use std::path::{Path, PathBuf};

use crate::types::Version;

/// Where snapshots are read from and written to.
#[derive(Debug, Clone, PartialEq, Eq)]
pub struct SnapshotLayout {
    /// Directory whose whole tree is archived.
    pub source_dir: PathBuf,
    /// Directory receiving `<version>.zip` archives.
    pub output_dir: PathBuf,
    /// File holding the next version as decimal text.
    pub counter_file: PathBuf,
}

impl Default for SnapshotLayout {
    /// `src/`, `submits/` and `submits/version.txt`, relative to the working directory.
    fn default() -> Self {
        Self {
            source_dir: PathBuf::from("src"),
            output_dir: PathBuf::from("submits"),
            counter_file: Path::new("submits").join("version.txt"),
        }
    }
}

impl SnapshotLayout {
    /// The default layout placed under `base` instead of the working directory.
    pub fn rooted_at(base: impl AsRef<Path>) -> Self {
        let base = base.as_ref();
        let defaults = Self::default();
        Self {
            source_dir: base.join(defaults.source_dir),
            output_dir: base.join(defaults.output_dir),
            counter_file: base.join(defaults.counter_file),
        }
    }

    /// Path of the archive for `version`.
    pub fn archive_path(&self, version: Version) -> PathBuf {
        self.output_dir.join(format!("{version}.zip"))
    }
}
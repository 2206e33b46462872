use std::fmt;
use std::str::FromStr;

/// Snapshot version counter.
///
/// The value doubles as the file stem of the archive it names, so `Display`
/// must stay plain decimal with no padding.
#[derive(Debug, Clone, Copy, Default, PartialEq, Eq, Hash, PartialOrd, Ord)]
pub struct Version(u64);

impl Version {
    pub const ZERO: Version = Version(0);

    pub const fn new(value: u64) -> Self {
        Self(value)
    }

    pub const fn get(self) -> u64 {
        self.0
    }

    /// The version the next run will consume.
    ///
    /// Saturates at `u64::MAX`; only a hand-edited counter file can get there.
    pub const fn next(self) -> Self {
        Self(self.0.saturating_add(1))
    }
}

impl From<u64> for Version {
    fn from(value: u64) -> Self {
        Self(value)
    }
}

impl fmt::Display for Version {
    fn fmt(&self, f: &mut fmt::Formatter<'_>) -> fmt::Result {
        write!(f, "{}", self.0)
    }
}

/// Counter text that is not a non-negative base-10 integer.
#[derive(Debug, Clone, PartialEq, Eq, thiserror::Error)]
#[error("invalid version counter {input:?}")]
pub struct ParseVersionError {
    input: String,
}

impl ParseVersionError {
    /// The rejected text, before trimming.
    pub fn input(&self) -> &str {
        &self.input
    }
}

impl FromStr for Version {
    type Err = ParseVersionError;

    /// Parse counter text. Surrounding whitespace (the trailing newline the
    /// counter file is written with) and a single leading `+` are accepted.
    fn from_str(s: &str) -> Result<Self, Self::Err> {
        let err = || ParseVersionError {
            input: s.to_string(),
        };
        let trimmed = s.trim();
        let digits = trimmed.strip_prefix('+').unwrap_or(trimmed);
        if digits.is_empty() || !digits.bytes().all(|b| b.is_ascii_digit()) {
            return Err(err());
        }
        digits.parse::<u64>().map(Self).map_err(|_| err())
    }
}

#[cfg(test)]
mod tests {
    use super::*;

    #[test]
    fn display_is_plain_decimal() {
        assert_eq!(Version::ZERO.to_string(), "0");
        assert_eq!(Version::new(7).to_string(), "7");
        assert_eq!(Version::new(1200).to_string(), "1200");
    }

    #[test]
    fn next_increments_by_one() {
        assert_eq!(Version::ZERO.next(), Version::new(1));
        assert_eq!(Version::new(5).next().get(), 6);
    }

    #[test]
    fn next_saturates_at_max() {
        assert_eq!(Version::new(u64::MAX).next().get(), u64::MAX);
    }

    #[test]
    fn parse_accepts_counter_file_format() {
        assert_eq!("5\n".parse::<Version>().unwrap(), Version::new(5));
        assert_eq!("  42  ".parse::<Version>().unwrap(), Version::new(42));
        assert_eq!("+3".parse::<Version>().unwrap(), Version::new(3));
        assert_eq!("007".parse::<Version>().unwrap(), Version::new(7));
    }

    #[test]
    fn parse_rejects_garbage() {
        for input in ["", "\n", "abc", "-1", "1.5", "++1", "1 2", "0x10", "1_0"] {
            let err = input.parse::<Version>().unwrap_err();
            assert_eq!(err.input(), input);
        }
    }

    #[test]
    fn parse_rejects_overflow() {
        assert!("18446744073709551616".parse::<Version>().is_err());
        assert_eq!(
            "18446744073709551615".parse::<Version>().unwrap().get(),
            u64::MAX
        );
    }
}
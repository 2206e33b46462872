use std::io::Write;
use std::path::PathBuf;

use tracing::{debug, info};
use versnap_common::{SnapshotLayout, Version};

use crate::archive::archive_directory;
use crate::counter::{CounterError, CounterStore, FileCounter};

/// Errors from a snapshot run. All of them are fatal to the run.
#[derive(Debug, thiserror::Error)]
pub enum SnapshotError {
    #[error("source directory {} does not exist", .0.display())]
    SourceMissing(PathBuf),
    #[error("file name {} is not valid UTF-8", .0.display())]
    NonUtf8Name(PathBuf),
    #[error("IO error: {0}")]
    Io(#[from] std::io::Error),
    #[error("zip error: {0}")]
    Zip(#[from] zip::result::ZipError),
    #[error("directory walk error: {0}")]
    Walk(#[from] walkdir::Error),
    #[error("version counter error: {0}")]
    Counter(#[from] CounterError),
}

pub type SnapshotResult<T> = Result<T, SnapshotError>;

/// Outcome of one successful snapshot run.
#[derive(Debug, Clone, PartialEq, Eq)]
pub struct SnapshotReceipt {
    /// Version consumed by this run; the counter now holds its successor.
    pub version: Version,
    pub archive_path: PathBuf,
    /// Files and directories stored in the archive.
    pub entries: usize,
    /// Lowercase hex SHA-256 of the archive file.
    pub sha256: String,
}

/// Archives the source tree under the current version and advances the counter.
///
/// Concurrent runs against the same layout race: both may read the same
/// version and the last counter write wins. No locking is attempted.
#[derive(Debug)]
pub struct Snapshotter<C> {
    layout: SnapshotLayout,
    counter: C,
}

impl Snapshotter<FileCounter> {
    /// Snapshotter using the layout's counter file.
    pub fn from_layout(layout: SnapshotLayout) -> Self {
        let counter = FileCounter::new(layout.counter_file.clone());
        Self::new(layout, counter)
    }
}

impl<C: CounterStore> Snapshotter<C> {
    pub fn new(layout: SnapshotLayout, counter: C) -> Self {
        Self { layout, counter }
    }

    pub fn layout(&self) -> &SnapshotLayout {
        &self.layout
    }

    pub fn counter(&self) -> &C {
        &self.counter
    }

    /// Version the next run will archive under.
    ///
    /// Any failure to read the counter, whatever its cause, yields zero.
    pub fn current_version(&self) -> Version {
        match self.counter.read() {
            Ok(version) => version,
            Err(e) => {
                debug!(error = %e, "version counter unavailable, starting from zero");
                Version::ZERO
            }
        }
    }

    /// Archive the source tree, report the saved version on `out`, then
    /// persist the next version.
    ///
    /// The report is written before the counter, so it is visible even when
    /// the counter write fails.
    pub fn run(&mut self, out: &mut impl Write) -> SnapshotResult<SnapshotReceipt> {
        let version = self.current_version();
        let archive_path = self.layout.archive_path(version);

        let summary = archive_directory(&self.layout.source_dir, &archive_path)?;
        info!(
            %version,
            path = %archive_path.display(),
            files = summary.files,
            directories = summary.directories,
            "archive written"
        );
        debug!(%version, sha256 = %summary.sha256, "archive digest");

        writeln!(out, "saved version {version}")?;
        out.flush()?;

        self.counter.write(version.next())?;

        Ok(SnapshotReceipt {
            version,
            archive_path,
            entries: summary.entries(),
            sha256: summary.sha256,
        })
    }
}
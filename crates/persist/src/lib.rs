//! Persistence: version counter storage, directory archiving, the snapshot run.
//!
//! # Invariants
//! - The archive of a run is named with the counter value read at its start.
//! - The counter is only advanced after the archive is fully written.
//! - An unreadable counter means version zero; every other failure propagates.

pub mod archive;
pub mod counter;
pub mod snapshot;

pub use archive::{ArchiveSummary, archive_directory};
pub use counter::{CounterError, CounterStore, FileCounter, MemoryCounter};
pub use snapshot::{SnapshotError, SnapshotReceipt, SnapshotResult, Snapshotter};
================
:: WORK TO COMPLETE ::
Only the number is wanted: how many lines in the entries above contain the string "submits"?

:: SOLUTION ::
3